I love christian dior bags, yet i love everything christian dior. but right now i'm really eyeing this velour juicy couture bowler, its so magical!


----------



## jlhinbrisvegas (Aug 27, 2005)

I am addicted to hand-bags.  Love them!  My current favorite would have to be LV.  The last 2 bags I got have been LV and I love the quality and style of them.


----------



## Jamie (Aug 30, 2005)

chanel defintely for me.


----------



## WestEndGirl (Sep 2, 2005)

I'm a handbag addict! My favorites are MJ, Balenciaga, and Chanel. I love some of Tod's bags, but can't say they're absolute favorites. I have a few great Coach bags, and I recently picked up a Juicy leather satchel that is so wonderful to look at, I'm almost afraid to use it!


----------



## bellezzadolce (Sep 2, 2005)

I'm a COACH gal,  though I do adore other high end brands.


----------



## gis08 (Sep 8, 2005)

I love Louis Vuitton (i own 3 atm) and coach (just recently bought the hobo bag in white, i think that's whats its called), but im starting to love Chanel too. Im thinking of getting one in Dec (really gotta save up! hehe). I'm more on the classic side where i can use it for 10 years and its still looks good.. But i also love the small Dior Detective bag, its just soooo cuteee.. 
	

	
	
		
		

		
			





. I just found out that Marc Jacobs suede lining is pig skin, i was sooo sad.. 
	

	
	
		
		

		
		
	


	




 Oh well..


----------



## KJam (Sep 8, 2005)

I love vintage purses - especially Louis Vuitton. To be honest, there are so many fakes, and they're so good, vintage is more affordable and I know after experience buying and sellign what is authentic and what is not. The new is so well copied and too cost prohiibitive for me! Other brands I like are Coach, vintage Gucci, and the all weather leather Dooney and Bourke purses.

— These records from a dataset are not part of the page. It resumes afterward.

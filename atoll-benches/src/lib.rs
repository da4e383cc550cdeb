//! Benchmark support crate for atoll.
//!
//! Provides seeded synthetic edit workloads and parameter types used by the
//! Criterion benchmarks that measure incremental connectivity maintenance.

pub mod error;
pub mod params;
pub mod workload;
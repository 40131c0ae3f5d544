//! Jira REST response types.

use crate::models::IssueRecord;
use serde::{Deserialize, Serialize};

/// One page of `/rest/api/2/search`.
#[derive(Debug, Clone, Deserialize)]
#[serde(rename_all = "camelCase")]
pub struct SearchResponse {
    /// Absent on some deployments; paging then stops at the first short page.
    #[serde(default)]
    pub total: Option<usize>,
    #[serde(default)]
    pub issues: Vec<JiraIssue>,
}

/// An issue as returned by the search API.
#[derive(Debug, Clone, Serialize, Deserialize)]
pub struct JiraIssue {
    pub key: Option<String>,
    #[serde(default)]
    pub fields: JiraIssueFields,
}

/// The subset of issue fields the digest needs.
#[derive(Debug, Clone, Default, Serialize, Deserialize)]
pub struct JiraIssueFields {
    pub summary: Option<String>,
    pub status: Option<NamedRef>,
    pub assignee: Option<JiraUserRef>,
    pub priority: Option<NamedRef>,
    pub created: Option<String>,
    pub duedate: Option<String>,
    pub project: Option<ProjectRef>,
}

/// Status, priority and similar `{ "name": ... }` objects.
#[derive(Debug, Clone, Serialize, Deserialize)]
pub struct NamedRef {
    pub name: Option<String>,
}

#[derive(Debug, Clone, Serialize, Deserialize)]
#[serde(rename_all = "camelCase")]
pub struct JiraUserRef {
    pub display_name: Option<String>,
    pub email_address: Option<String>,
}

#[derive(Debug, Clone, Serialize, Deserialize)]
pub struct ProjectRef {
    pub key: Option<String>,
}

/// A project from `/rest/api/2/project`.
#[derive(Debug, Clone, Serialize, Deserialize)]
pub struct JiraProject {
    pub key: String,
    pub name: Option<String>,
}

impl From<&JiraIssue> for IssueRecord {
    fn from(issue: &JiraIssue) -> Self {
        let f = &issue.fields;
        IssueRecord {
            key: issue.key.clone(),
            summary: f.summary.clone(),
            status: f.status.as_ref().and_then(|s| s.name.clone()),
            assignee: f.assignee.as_ref().and_then(|a| {
                a.display_name.clone().or_else(|| a.email_address.clone())
            }),
            priority: f.priority.as_ref().and_then(|p| p.name.clone()),
            created: f.created.clone(),
            due_date: f.duedate.clone(),
            project_key: f.project.as_ref().and_then(|p| p.key.clone()),
        }
    }
}

#[cfg(test)]
mod tests {
    use super::*;

    #[test]
    fn test_deserialize_search_page() {
        let json = r#"{
            "startAt": 0,
            "maxResults": 50,
            "total": 1,
            "issues": [{
                "key": "DEVOPS-12",
                "fields": {
                    "summary": "Upgrade runners",
                    "status": {"name": "Blocked", "id": "10004"},
                    "assignee": {"displayName": "Ana Lima", "accountId": "abc"},
                    "priority": {"name": "High"},
                    "created": "2024-01-15T10:30:00.000+0000",
                    "duedate": null,
                    "project": {"key": "DEVOPS", "name": "DevOps"}
                }
            }]
        }"#;

        let page: SearchResponse = serde_json::from_str(json).expect("should deserialize");
        assert_eq!(page.total, Some(1));
        assert_eq!(page.issues.len(), 1);

        let record = IssueRecord::from(&page.issues[0]);
        assert_eq!(record.key.as_deref(), Some("DEVOPS-12"));
        assert_eq!(record.status.as_deref(), Some("Blocked"));
        assert_eq!(record.assignee.as_deref(), Some("Ana Lima"));
        assert_eq!(record.priority.as_deref(), Some("High"));
        assert_eq!(record.project_key.as_deref(), Some("DEVOPS"));
        assert!(record.due_date.is_none());
    }

    #[test]
    fn test_deserialize_minimal_issue() {
        let json = r#"{"key": "EIT-1", "fields": {"assignee": null}}"#;
        let issue: JiraIssue = serde_json::from_str(json).expect("should deserialize");
        let record = IssueRecord::from(&issue);
        assert_eq!(record.key.as_deref(), Some("EIT-1"));
        assert!(record.status.is_none());
        assert!(record.assignee.is_none());
        assert!(record.created.is_none());
    }
}
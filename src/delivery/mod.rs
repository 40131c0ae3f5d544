//! Digest delivery by email and Slack.
//!
//! Each channel is attempted independently; the [`DeliverySummary`] records
//! what happened on each one.

pub mod email;
pub mod slack;

pub use email::EmailSender;
pub use slack::SlackNotifier;

use crate::config::{Config, SlackConfig};
use crate::models::DailyDigest;
use crate::report::{build_slack_blocks, build_slack_text, format_digest_as_html, format_digest_as_text};
use anyhow::Result;
use std::fmt;
use tracing::{error, info};

/// Result of one delivery channel.
#[derive(Debug, Clone, PartialEq, Eq)]
pub enum ChannelOutcome {
    NotConfigured,
    Sent,
    Failed(String),
}

impl fmt::Display for ChannelOutcome {
    fn fmt(&self, f: &mut fmt::Formatter<'_>) -> fmt::Result {
        match self {
            ChannelOutcome::NotConfigured => write!(f, "not configured"),
            ChannelOutcome::Sent => write!(f, "sent"),
            ChannelOutcome::Failed(reason) => write!(f, "failed ({})", reason),
        }
    }
}

/// Per-channel outcome of one dispatch.
#[derive(Debug, Clone, PartialEq, Eq)]
pub struct DeliverySummary {
    pub email: ChannelOutcome,
    pub slack: ChannelOutcome,
}

impl DeliverySummary {
    fn outcomes(&self) -> [&ChannelOutcome; 2] {
        [&self.email, &self.slack]
    }

    /// At least one channel was configured and none of them succeeded.
    pub fn all_failed(&self) -> bool {
        let configured: Vec<_> = self
            .outcomes()
            .into_iter()
            .filter(|o| **o != ChannelOutcome::NotConfigured)
            .collect();
        !configured.is_empty() && configured.iter().all(|o| matches!(o, ChannelOutcome::Failed(_)))
    }

    pub fn nothing_configured(&self) -> bool {
        self.outcomes()
            .iter()
            .all(|o| **o == ChannelOutcome::NotConfigured)
    }
}

/// Sends a digest to every configured channel.
pub struct Dispatcher {
    email: Option<EmailSender>,
    slack: Option<SlackNotifier>,
    slack_config: SlackConfig,
}

impl Dispatcher {
    pub fn new(email: Option<EmailSender>, slack: Option<SlackNotifier>, slack_config: SlackConfig) -> Self {
        Self {
            email,
            slack,
            slack_config,
        }
    }

    /// Channels from the configuration, minus any the caller switched off.
    pub fn from_config(config: &Config, skip_email: bool, skip_slack: bool) -> Result<Self> {
        let email = if skip_email || !config.has_email_config() {
            None
        } else {
            EmailSender::from_config(&config.email)
        };

        let slack = match config.slack.webhook_url.as_deref() {
            Some(url) if !skip_slack && config.has_slack_config() => Some(SlackNotifier::new(url)?),
            _ => None,
        };

        Ok(Self::new(email, slack, config.slack.clone()))
    }

    pub async fn dispatch(&self, digest: &DailyDigest) -> DeliverySummary {
        let email = match self.email {
            Some(ref sender) => {
                let text = format_digest_as_text(digest);
                let html = format_digest_as_html(digest);
                match sender.send(&digest.date, text, html).await {
                    Ok(()) => ChannelOutcome::Sent,
                    Err(e) => {
                        error!("Email delivery failed: {}", e);
                        ChannelOutcome::Failed(e.to_string())
                    }
                }
            }
            None => ChannelOutcome::NotConfigured,
        };

        let slack = match self.slack {
            Some(ref notifier) => {
                let payload = if self.slack_config.simple {
                    build_slack_text(digest, &self.slack_config)
                } else {
                    build_slack_blocks(digest, &self.slack_config)
                };
                match notifier.send(&payload).await {
                    Ok(()) => ChannelOutcome::Sent,
                    Err(e) => {
                        error!("Slack delivery failed: {}", e);
                        ChannelOutcome::Failed(e.to_string())
                    }
                }
            }
            None => ChannelOutcome::NotConfigured,
        };

        let summary = DeliverySummary { email, slack };
        info!("Delivery: email {}, slack {}", summary.email, summary.slack);
        summary
    }
}
//! Digest rendering.
//!
//! Turns a [`DailyDigest`] into plain text, HTML, Slack payloads or JSON.

pub mod html;
pub mod slack;
pub mod text;

pub use html::format_digest_as_html;
pub use slack::{build_slack_blocks, build_slack_text};
pub use text::format_digest_as_text;

use crate::cli::OutputFormat;
use crate::config::SlackConfig;
use crate::models::DailyDigest;
use anyhow::{Context, Result};
use chrono::{DateTime, Utc};
use std::path::Path;

/// Blocked issues listed per project in text and HTML.
pub const BLOCKED_LIMIT: usize = 5;

/// Old backlog issues listed per project in text and HTML.
pub const BACKLOG_LIMIT: usize = 3;

/// Generate a JSON report.
pub fn generate_json_report(digest: &DailyDigest) -> Result<String> {
    serde_json::to_string_pretty(digest).map_err(Into::into)
}

/// Render the digest in the requested format.
pub fn render(digest: &DailyDigest, format: OutputFormat, slack: &SlackConfig) -> Result<String> {
    match format {
        OutputFormat::Text => Ok(format_digest_as_text(digest)),
        OutputFormat::Html => Ok(format_digest_as_html(digest)),
        OutputFormat::Json => generate_json_report(digest),
        OutputFormat::Slack => {
            let payload = if slack.simple {
                build_slack_text(digest, slack)
            } else {
                build_slack_blocks(digest, slack)
            };
            serde_json::to_string_pretty(&payload).map_err(Into::into)
        }
    }
}

/// Write rendered output to a file.
pub fn write_report(content: &str, path: &Path) -> Result<()> {
    std::fs::write(path, content)
        .with_context(|| format!("Failed to write report to {}", path.display()))
}

/// Cut `text` to at most `max_chars` characters, marking the cut with `...`.
pub(crate) fn truncate_chars(text: &str, max_chars: usize) -> String {
    match text.char_indices().nth(max_chars) {
        Some((idx, _)) => format!("{}...", &text[..idx]),
        None => text.to_string(),
    }
}

pub(crate) fn format_timestamp(ts: &DateTime<Utc>) -> String {
    ts.format("%Y-%m-%d %H:%M:%S UTC").to_string()
}
//! Analysis modules.
//!
//! Aggregation of raw issue lists into per-project digests.

pub mod aggregator;

pub use aggregator::*;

In Vuitton, I have a Speedy 25, a large bucket, a pochette, a Montsourus backpack, and a medium chantilly bag, all circa early 80's to early 90's. Love them all.


----------



## 2_pink (Sep 10, 2005)

I like Coach. Dior is really nice too, they have such great "going out" fun bags.


----------



## neotrad (Sep 21, 2005)

woah, so many people love Coach! 
I know that LV, Chanel, and Dior bags are really well made and could last forever, but I'm kind of sick of seeing them cause almost EVERYONE has them where I live, even guys have them, especially the LV monogram line. Oh and I see girls with Hermes a lot also. 

I personally like Vivienne Westwood and some Marc by Marc Jacobs.


----------



## iluvtinkerbell23 (Sep 21, 2005)

i love my dooneys...


----------



## Christi239 (Sep 21, 2005)

I'm in love with My Flat In London.  http://www.myflatinlondon.com/  (The website is down for now, but you can see the beautiful intro.)

I only have one at the moment but will definitely be getting more in the future.

Here's the one I have at the moment.


----------



## makeup_junkie (Sep 25, 2005)

i love chanel and gucci.  my two favorite bags i have are the mid-sized quilted chanel boucle bag...i have one in black and one in white.  gucci's fall and winter bags are to die for.  i love the extra large hobos; my favorite new one is the mandarin leather bag...i get so many compliments on the orange bag.  i also like coach...the quality of the leather is wonderful, although i'm not crazy about the logo bags...i prefer the all leather bags.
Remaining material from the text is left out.